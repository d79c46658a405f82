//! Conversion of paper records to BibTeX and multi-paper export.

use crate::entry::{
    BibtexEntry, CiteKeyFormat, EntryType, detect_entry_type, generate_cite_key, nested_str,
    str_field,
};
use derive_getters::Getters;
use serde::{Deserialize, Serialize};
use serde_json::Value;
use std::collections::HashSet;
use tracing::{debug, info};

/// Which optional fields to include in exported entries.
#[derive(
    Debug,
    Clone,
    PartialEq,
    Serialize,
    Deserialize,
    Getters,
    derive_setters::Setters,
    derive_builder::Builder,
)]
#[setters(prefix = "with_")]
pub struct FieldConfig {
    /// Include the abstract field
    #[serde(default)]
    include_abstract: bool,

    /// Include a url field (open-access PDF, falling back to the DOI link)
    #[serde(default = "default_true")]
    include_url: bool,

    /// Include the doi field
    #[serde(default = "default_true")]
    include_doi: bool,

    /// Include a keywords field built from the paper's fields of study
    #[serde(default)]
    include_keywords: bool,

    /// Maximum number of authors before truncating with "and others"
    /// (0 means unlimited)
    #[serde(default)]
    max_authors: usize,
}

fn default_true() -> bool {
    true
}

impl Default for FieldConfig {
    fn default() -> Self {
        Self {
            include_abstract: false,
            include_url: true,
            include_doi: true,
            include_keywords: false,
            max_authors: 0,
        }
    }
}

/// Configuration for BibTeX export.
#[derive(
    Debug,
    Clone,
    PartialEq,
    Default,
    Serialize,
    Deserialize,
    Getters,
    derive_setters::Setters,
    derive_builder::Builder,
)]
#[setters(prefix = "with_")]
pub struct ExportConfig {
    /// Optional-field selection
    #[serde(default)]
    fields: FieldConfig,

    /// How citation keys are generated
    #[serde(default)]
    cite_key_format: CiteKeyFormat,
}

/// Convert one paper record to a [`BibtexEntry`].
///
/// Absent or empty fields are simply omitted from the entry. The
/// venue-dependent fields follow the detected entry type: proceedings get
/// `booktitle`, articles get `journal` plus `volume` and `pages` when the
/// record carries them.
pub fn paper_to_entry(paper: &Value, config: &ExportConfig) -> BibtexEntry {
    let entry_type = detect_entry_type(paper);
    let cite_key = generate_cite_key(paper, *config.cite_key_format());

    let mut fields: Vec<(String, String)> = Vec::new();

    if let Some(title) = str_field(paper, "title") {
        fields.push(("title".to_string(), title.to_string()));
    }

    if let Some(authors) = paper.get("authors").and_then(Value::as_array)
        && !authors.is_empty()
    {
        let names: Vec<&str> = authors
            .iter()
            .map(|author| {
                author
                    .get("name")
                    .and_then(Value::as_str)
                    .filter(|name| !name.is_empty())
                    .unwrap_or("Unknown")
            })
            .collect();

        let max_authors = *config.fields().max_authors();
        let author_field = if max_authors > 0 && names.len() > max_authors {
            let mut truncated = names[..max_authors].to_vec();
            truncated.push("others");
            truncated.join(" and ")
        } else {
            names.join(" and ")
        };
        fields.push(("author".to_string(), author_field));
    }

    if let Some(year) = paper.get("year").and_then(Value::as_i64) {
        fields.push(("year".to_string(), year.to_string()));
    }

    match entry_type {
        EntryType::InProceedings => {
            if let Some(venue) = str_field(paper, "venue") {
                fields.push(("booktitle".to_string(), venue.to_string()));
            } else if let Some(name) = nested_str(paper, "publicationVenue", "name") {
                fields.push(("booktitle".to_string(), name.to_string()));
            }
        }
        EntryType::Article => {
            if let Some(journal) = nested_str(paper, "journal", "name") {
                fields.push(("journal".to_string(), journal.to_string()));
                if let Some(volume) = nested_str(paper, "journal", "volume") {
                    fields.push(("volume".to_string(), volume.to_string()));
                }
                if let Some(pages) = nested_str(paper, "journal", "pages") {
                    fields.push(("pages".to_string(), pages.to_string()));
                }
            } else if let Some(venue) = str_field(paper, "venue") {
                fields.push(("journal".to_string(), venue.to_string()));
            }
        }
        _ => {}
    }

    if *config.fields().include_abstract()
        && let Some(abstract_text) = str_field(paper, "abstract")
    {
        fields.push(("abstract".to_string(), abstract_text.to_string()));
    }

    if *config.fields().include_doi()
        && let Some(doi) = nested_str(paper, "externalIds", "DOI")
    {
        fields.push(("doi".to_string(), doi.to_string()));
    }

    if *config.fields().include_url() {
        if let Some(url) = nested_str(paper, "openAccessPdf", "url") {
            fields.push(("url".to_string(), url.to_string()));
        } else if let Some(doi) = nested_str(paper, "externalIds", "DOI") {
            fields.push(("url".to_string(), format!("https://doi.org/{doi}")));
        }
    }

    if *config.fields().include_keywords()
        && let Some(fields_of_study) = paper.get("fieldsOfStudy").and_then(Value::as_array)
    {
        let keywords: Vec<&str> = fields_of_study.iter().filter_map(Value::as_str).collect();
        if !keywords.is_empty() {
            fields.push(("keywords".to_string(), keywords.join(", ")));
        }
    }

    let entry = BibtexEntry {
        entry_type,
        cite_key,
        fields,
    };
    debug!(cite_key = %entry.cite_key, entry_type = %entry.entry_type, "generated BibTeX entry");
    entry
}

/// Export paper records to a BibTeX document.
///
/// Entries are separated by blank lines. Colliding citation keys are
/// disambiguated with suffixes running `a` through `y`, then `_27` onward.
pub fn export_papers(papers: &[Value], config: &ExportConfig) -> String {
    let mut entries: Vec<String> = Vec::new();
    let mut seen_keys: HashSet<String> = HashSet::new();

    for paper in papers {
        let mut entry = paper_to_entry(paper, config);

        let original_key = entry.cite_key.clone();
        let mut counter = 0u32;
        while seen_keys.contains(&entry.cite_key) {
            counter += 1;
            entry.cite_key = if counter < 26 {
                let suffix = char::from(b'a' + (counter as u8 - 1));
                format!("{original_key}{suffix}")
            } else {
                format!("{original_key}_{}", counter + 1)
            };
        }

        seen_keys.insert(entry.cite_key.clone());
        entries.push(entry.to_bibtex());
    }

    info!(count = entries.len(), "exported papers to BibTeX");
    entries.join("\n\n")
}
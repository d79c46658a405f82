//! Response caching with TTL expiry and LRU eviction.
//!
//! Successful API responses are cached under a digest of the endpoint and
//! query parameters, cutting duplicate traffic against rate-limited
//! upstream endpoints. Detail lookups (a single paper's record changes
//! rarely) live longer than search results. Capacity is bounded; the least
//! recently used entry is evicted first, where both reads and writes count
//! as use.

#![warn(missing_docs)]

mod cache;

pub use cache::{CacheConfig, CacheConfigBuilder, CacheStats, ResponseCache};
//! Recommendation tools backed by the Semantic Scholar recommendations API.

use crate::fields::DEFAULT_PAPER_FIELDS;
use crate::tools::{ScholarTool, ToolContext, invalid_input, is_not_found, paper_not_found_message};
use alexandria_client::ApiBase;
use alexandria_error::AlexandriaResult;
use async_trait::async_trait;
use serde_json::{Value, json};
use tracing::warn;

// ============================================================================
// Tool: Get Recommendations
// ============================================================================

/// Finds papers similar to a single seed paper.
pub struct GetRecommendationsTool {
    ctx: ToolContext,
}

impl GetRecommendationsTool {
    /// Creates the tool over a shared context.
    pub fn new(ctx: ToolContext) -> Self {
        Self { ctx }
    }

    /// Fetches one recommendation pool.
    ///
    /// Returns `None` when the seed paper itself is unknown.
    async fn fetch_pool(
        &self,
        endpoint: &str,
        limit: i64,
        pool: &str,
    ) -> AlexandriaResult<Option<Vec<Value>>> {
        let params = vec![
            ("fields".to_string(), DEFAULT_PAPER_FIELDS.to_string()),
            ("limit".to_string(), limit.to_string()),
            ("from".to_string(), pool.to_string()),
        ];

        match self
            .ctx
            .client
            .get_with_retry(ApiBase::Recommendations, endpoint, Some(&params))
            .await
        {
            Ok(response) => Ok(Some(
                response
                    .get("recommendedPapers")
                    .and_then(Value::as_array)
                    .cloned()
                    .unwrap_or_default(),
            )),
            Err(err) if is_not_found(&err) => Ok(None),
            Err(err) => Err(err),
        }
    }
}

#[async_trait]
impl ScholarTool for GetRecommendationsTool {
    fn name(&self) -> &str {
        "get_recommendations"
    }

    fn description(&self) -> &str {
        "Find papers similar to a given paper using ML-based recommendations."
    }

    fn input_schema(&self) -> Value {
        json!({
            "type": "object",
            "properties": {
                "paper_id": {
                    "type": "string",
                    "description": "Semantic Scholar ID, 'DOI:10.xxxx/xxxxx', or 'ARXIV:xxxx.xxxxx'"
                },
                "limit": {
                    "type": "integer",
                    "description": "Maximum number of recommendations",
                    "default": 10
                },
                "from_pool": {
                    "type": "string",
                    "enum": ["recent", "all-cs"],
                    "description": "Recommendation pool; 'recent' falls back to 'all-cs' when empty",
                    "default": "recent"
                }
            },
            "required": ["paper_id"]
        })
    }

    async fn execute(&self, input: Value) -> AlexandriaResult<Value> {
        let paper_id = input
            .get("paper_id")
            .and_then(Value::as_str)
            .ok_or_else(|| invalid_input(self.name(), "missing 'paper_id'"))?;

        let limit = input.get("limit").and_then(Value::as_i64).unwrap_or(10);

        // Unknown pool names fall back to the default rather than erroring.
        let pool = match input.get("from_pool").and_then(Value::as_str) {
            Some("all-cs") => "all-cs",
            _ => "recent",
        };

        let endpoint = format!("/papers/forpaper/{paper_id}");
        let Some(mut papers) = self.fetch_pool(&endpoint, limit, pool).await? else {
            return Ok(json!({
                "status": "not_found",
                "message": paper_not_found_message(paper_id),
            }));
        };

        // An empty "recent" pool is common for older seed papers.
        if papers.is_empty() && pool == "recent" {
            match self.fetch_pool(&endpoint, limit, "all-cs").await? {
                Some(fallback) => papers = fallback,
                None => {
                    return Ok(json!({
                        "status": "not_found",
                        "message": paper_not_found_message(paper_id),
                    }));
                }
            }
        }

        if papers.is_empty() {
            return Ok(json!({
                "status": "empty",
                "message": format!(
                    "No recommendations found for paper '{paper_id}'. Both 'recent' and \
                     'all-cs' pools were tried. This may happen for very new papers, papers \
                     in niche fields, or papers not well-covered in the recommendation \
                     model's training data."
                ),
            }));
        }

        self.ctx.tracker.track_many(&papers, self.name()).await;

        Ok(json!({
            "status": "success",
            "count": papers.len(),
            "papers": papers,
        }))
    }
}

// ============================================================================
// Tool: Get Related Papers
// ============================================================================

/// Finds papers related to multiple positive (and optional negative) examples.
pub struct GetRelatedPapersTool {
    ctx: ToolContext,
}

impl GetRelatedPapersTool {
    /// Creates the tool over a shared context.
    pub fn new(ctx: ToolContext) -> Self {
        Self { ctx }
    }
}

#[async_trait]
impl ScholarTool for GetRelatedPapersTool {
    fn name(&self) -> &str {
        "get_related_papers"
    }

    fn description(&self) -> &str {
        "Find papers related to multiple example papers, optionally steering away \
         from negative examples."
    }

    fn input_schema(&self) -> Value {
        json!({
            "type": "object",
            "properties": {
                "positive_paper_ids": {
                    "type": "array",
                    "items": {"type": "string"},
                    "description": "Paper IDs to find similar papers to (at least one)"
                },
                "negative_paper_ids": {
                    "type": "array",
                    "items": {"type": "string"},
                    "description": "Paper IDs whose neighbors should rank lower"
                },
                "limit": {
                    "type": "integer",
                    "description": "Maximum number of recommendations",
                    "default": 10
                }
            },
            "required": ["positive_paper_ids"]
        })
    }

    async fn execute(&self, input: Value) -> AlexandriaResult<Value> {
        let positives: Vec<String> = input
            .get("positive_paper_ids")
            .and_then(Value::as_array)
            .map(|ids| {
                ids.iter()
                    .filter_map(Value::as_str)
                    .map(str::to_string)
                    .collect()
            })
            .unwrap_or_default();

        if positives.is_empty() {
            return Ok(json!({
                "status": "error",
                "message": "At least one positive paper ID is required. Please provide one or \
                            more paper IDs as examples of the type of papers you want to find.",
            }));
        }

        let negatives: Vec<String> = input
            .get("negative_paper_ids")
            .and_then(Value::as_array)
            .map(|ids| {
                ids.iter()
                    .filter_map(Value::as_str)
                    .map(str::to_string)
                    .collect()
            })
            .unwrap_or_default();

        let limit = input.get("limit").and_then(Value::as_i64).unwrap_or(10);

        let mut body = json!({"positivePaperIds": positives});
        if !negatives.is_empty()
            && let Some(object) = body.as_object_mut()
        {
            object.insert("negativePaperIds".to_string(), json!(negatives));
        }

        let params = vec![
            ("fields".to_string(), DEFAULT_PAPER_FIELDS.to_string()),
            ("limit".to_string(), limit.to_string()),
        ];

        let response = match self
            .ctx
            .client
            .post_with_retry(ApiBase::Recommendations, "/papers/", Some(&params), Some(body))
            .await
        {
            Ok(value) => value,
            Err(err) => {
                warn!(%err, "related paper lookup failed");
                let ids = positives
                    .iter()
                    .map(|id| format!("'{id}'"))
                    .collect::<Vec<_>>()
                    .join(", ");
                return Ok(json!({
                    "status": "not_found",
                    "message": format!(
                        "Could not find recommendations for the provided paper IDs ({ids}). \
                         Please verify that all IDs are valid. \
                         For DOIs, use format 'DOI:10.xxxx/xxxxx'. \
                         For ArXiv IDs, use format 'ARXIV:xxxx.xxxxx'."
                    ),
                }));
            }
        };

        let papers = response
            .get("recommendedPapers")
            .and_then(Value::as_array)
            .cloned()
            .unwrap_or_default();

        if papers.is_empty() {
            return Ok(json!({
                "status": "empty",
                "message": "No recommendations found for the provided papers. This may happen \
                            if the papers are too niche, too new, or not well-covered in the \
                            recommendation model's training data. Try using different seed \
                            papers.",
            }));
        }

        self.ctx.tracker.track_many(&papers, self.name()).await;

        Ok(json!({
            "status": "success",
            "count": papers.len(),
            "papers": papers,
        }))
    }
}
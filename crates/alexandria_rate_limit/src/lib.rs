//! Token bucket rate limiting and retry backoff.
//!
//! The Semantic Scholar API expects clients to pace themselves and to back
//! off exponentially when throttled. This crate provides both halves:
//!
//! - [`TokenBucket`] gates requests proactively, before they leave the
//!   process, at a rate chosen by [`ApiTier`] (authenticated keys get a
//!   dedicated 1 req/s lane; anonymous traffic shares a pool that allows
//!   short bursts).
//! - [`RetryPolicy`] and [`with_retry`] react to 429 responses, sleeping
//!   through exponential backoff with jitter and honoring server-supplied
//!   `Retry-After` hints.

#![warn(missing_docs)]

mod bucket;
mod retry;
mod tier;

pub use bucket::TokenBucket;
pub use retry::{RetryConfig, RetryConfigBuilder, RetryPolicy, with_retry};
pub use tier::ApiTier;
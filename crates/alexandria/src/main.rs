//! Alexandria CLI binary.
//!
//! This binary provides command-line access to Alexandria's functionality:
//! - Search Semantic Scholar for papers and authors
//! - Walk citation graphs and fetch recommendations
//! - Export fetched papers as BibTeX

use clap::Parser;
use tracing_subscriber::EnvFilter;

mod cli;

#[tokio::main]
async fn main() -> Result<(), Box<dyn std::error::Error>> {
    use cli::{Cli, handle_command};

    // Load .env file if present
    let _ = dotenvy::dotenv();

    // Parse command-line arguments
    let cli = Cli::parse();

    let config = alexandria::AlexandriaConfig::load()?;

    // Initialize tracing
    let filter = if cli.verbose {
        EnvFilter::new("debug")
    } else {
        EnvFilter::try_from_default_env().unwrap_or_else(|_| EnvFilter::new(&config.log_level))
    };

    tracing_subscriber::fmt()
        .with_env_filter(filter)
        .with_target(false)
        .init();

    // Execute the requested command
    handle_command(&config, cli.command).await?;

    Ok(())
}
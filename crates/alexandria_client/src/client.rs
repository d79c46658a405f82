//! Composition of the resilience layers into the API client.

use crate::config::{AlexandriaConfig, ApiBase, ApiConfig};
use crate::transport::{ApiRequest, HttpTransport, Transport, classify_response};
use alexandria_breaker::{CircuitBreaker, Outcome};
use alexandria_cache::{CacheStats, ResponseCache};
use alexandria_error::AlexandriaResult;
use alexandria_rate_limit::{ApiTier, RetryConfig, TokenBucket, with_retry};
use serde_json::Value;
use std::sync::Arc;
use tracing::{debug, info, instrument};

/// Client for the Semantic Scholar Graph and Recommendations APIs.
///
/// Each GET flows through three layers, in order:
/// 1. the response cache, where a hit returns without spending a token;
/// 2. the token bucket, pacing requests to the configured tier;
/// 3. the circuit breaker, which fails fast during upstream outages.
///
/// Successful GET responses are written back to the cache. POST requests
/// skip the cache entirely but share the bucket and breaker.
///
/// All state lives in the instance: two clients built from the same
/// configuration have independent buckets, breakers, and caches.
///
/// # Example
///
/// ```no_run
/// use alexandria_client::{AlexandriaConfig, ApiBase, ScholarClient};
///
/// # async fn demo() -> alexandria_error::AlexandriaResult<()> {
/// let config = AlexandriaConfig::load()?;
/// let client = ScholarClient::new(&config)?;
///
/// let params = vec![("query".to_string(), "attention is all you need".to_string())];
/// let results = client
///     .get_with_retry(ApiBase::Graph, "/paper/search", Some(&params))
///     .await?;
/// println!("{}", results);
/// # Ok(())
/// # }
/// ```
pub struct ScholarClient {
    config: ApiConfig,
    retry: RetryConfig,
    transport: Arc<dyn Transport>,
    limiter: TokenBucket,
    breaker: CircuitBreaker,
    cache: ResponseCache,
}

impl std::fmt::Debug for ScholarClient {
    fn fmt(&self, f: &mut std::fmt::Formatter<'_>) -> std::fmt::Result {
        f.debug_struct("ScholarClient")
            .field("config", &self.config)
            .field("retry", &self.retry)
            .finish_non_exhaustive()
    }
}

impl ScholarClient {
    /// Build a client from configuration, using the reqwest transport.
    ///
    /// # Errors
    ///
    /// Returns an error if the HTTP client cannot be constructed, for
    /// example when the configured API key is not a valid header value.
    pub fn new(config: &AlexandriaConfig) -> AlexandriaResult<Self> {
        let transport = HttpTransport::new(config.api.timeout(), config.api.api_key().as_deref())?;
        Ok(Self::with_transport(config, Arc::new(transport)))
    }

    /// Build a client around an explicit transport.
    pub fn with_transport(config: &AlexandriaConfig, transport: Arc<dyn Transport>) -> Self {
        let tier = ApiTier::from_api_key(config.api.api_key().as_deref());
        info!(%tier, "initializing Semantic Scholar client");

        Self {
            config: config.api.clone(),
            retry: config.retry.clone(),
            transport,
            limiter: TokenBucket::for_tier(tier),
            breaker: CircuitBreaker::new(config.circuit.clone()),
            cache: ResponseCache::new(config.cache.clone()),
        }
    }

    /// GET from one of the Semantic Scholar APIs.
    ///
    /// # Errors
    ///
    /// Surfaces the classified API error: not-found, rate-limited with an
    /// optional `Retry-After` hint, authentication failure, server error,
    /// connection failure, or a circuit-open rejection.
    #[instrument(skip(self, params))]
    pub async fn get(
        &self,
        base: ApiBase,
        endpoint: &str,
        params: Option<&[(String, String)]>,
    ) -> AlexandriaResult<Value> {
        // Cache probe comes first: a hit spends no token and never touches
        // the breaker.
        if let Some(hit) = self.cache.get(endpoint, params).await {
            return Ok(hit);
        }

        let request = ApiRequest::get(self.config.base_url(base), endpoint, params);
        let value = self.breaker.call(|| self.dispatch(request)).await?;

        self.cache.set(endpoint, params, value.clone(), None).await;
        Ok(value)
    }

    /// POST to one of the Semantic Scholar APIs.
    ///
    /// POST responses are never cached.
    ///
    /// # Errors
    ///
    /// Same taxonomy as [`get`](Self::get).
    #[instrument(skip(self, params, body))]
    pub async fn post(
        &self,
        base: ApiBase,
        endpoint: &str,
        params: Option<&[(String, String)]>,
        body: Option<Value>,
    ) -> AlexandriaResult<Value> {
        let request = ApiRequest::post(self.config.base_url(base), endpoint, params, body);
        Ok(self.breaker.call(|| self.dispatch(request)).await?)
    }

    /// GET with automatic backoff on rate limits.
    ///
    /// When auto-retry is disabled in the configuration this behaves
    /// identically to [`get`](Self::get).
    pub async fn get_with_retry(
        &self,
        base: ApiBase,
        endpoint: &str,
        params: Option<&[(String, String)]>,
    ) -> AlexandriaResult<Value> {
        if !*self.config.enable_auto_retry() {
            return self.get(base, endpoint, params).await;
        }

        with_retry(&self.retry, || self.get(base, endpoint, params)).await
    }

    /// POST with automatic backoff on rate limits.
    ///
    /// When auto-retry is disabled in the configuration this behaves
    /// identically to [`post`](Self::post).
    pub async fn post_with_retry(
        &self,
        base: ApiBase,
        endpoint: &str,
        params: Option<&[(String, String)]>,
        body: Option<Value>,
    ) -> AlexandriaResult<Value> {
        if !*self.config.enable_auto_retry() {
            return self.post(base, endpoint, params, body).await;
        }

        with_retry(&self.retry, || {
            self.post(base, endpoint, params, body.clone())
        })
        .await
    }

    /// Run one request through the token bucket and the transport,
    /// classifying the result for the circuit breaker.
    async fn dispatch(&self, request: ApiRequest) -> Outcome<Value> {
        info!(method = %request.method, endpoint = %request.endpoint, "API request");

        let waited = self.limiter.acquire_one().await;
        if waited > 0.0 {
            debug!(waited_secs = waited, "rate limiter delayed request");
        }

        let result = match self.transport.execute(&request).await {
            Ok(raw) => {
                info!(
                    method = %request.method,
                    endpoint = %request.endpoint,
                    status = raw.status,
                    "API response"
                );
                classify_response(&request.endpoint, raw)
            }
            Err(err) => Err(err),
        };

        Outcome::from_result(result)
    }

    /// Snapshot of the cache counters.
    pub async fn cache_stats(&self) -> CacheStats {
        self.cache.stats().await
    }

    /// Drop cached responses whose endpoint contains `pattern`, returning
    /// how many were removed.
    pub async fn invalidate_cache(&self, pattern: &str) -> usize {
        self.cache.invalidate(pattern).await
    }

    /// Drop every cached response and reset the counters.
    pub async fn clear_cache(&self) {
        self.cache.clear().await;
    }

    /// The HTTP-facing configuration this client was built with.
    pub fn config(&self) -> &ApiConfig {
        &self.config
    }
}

◆ ◆ ◆

§ **Problem**: Look through the entries above and report each line where the string "others" occurs.

§ **Expected output**:
    /// Maximum number of authors before truncating with "and others"
            truncated.push("others");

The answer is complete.